The final thing is that regarding the debate thats gone on this thread, I don't make myself listen to things anymore which I'm unlikely to like, or have chances of liking. I don't think there should be any 'shoulds' in music, as in anything else thats voluntary or a hobby, for enjoyment. So I have culled quite a lot of cd's from my collection in recent months...

I agree, and find it egregious when some insinuate that their listening habits are so much better, or intelligent, or open-minded, or mature than others. For you to say "I don't like Wagner" or "I don't like Schoenberg" is simply a statement of fact... like "I don't like liver." Of course the problem arises when reasons are given to justify one's taste: "Wagner was a Nazi." "Schoenberg was the Anti-Christ of music." "Mozart is overrated." This opens the discussion up to dispute.

I listen to music for pleasure, and "listening for pleasure" need not be reduced to an assumption of mere ear candy. One can take pleasure in art which is quite thorny or intellectually challenging, just as some take pleasure in solving complex crossword puzzles. I have come to a point... which may or may not be momentary... in which I am no longer seeking out any "new" music because it is something I "should" listen to or "should" like. Using Schoenberg as my whipping boy I probably have more recordings by him than do many who love his music because others repeatedly told me I "should" like him... I "would" like him if only I listened to this recording or that piece... I must like him if I am to be taken seriously as a serious, mature, and intelligent aficionado of classical music. The result, however, has been that for all my investment of time, effort, and money I have derived little real pleasure... certainly far less than I derived from any number of old favorites... or "new" recordings of the same.
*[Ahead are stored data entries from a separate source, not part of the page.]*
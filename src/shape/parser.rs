use crate::{
    shape::{TypeId, TypeShape, VariableSite},
    Result,
};

/// Maximum nesting depth of a parsed type expression
const MAX_RECURSION_DEPTH: usize = 64;

/// The type variables visible while parsing a type expression
///
/// Identifiers that match a visible variable become [`TypeShape::Variable`], every other
/// identifier becomes a [`TypeShape::Named`]. Method variables shadow type variables of the
/// same name.
#[derive(Debug, Clone, Default)]
pub struct VariableScope {
    type_site: Option<(TypeId, Vec<String>)>,
    method_site: Option<(VariableSite, Vec<String>)>,
}

impl VariableScope {
    /// A scope without any variables
    #[must_use]
    pub fn empty() -> Self {
        VariableScope::default()
    }

    /// A scope exposing the type parameters of `type_id`
    ///
    /// ## Arguments
    /// * 'type_id'     - The declaring type
    /// * 'parameters'  - The declared parameter names
    pub fn for_type<I, S>(type_id: impl Into<TypeId>, parameters: I) -> Self
    where
        I: IntoIterator<Item = S>,
        S: Into<String>,
    {
        VariableScope {
            type_site: Some((
                type_id.into(),
                parameters.into_iter().map(Into::into).collect(),
            )),
            method_site: None,
        }
    }

    /// Extend the scope with the type parameters of a generic method
    ///
    /// ## Arguments
    /// * 'owner'       - The type declaring the method
    /// * 'method'      - The method name
    /// * 'parameters'  - The method's own type parameter names
    #[must_use]
    pub fn with_method<I, S>(
        mut self,
        owner: impl Into<TypeId>,
        method: impl Into<String>,
        parameters: I,
    ) -> Self
    where
        I: IntoIterator<Item = S>,
        S: Into<String>,
    {
        let parameters: Vec<String> = parameters.into_iter().map(Into::into).collect();
        self.method_site = if parameters.is_empty() {
            None
        } else {
            Some((
                VariableSite::Method {
                    owner: owner.into(),
                    method: method.into(),
                },
                parameters,
            ))
        };
        self
    }

    /// The declaration site of `name`, if it is a visible variable
    #[must_use]
    pub fn lookup(&self, name: &str) -> Option<VariableSite> {
        if let Some((site, names)) = &self.method_site {
            if names.iter().any(|candidate| candidate == name) {
                return Some(site.clone());
            }
        }

        match &self.type_site {
            Some((type_id, names)) if names.iter().any(|candidate| candidate == name) => {
                Some(VariableSite::Type(type_id.clone()))
            }
            _ => None,
        }
    }
}

/// Parser for textual type expressions
///
/// # Grammar
///
/// ```text
/// shape := base ("[]")*
/// base  := "?" [("extends" | "super") shape ("&" shape)*]
///        | ident ["<" shape ("," shape)* ">"]
/// ident := (letter | "_" | "$") (letter | digit | "_" | "$" | ".")*
/// ```
///
/// # Example
///
/// ```rust
/// use genscope::shape::{ShapeParser, TypeShape, VariableScope};
///
/// let scope = VariableScope::for_type("demo.Pair", ["A", "B"]);
/// let shape = ShapeParser::new("java.util.Map<A, B[]>", &scope).parse()?;
///
/// assert_eq!(
///     shape,
///     TypeShape::parameterized(
///         "java.util.Map",
///         vec![
///             TypeShape::variable("demo.Pair", "A"),
///             TypeShape::array(TypeShape::variable("demo.Pair", "B")),
///         ],
///     )
/// );
/// # Ok::<(), genscope::Error>(())
/// ```
pub struct ShapeParser<'a> {
    input: &'a str,
    position: usize,
    depth: usize,
    scope: &'a VariableScope,
}

impl<'a> ShapeParser<'a> {
    /// Create a new `ShapeParser`
    ///
    /// ## Arguments
    /// * 'input'   - The type expression
    /// * 'scope'   - The variables visible to the expression
    #[must_use]
    pub fn new(input: &'a str, scope: &'a VariableScope) -> Self {
        ShapeParser {
            input,
            position: 0,
            depth: 0,
            scope,
        }
    }

    /// Parse the whole input as a single type expression
    ///
    /// # Errors
    /// Returns [`crate::Error::Malformed`] if the input is empty, has trailing characters or
    /// does not follow the grammar.
    pub fn parse(mut self) -> Result<TypeShape> {
        let shape = self.parse_shape()?;
        self.skip_whitespace();
        if self.position < self.input.len() {
            return Err(malformed_error!(
                "Unexpected trailing input at {} in '{}'",
                self.position,
                self.input
            ));
        }
        Ok(shape)
    }

    fn parse_shape(&mut self) -> Result<TypeShape> {
        self.depth += 1;
        if self.depth >= MAX_RECURSION_DEPTH {
            return Err(malformed_error!(
                "Type expression nested deeper than {} levels",
                MAX_RECURSION_DEPTH
            ));
        }

        let mut shape = self.parse_base()?;
        while self.consume("[]") {
            shape = TypeShape::array(shape);
        }

        self.depth -= 1;
        Ok(shape)
    }

    fn parse_base(&mut self) -> Result<TypeShape> {
        if self.consume("?") {
            return self.parse_wildcard();
        }

        let ident = self.parse_ident()?;
        if self.consume("<") {
            let mut arguments = vec![self.parse_shape()?];
            while self.consume(",") {
                arguments.push(self.parse_shape()?);
            }
            self.expect(">")?;

            if self.scope.lookup(ident).is_some() {
                return Err(malformed_error!(
                    "Type variable '{}' can not take type arguments",
                    ident
                ));
            }
            return Ok(TypeShape::parameterized(ident, arguments));
        }

        Ok(match self.scope.lookup(ident) {
            Some(declared_on) => TypeShape::Variable {
                declared_on,
                name: ident.to_string(),
            },
            None => TypeShape::named(ident),
        })
    }

    fn parse_wildcard(&mut self) -> Result<TypeShape> {
        if self.consume_keyword("extends") {
            Ok(TypeShape::wildcard(self.parse_bounds()?, Vec::new()))
        } else if self.consume_keyword("super") {
            Ok(TypeShape::wildcard(Vec::new(), self.parse_bounds()?))
        } else {
            Ok(TypeShape::unbounded())
        }
    }

    fn parse_bounds(&mut self) -> Result<Vec<TypeShape>> {
        let mut bounds = vec![self.parse_shape()?];
        while self.consume("&") {
            bounds.push(self.parse_shape()?);
        }
        Ok(bounds)
    }

    fn parse_ident(&mut self) -> Result<&'a str> {
        self.skip_whitespace();
        let input: &'a str = self.input;
        let rest = &input[self.position..];

        let mut end = 0;
        for (index, c) in rest.char_indices() {
            let valid = if index == 0 {
                c.is_alphabetic() || c == '_' || c == '$'
            } else {
                c.is_alphanumeric() || c == '_' || c == '$' || c == '.'
            };
            if !valid {
                break;
            }
            end = index + c.len_utf8();
        }

        if end == 0 {
            return Err(malformed_error!(
                "Expected a type name at {} in '{}'",
                self.position,
                self.input
            ));
        }

        let ident = &rest[..end];
        if ident.split('.').any(str::is_empty) {
            return Err(malformed_error!(
                "Empty name segment in '{}' at {} in '{}'",
                ident,
                self.position,
                self.input
            ));
        }

        self.position += end;
        Ok(ident)
    }

    fn consume(&mut self, token: &str) -> bool {
        self.skip_whitespace();
        if self.input[self.position..].starts_with(token) {
            self.position += token.len();
            true
        } else {
            false
        }
    }

    fn consume_keyword(&mut self, keyword: &str) -> bool {
        self.skip_whitespace();
        let rest = &self.input[self.position..];
        let Some(after) = rest.strip_prefix(keyword) else {
            return false;
        };

        let followed_by_ident = after
            .chars()
            .next()
            .is_some_and(|c| c.is_alphanumeric() || c == '_' || c == '$');
        if !followed_by_ident {
            self.position += keyword.len();
            true
        } else {
            false
        }
    }

    fn expect(&mut self, token: &str) -> Result<()> {
        if self.consume(token) {
            Ok(())
        } else {
            Err(malformed_error!(
                "Expected '{}' at {} in '{}'",
                token,
                self.position,
                self.input
            ))
        }
    }

    fn skip_whitespace(&mut self) {
        let rest = &self.input[self.position..];
        self.position += rest.len() - rest.trim_start().len();
    }
}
I can't say I am seriously thinking of editing my collection... not just yet. There is always the chance that I will come around to liking Schoenberg or any number of other composers who simply haven't gelled with me... but I can't see making further investments in recordings... let alone large investments of time and money in something that fails to bring me pleasure when there is so much music out there that does bring me pleasure.

The truth is that you can dislike Wagner or Schoenberg or the whole of "atonal" music or even Mozart or Beethoven and still love classical music... because there is simply such a wealth of work there that none of us will every be able to digest it all. Even an individual who specializes in the baroque or Medieval music or opera will admit that he or she will never be able to experience, let alone digest, all there is to be enjoyed.

Undoubtedly, its only human nature to want others to enjoy what we enjoy... and this is unquestionably the reason behind the hostility directed toward those that don't share our passion for composer X,Y, or Z. But to what avail. I suspect that talking and writing honestly about what music you do enjoy will intrigue and perhaps convert far more listeners than constant disputes and comments that berate, belittle, and insult others' taste. But then again... disputes and arguments are probably inherently more dramatic, and it is also only human nature to enjoy such drama over peaceful agreement.


----------



## OboeKnight (Jan 25, 2013)

I didn't really get heavy into listening until about a year ago. I was just so preoccupied with playing oboe that I didn't have a need to listen all that much. Now I'm still preoccupied with oboe, and I'm also preoccupied with listening...so, I have no life (not that I ever did anyhow )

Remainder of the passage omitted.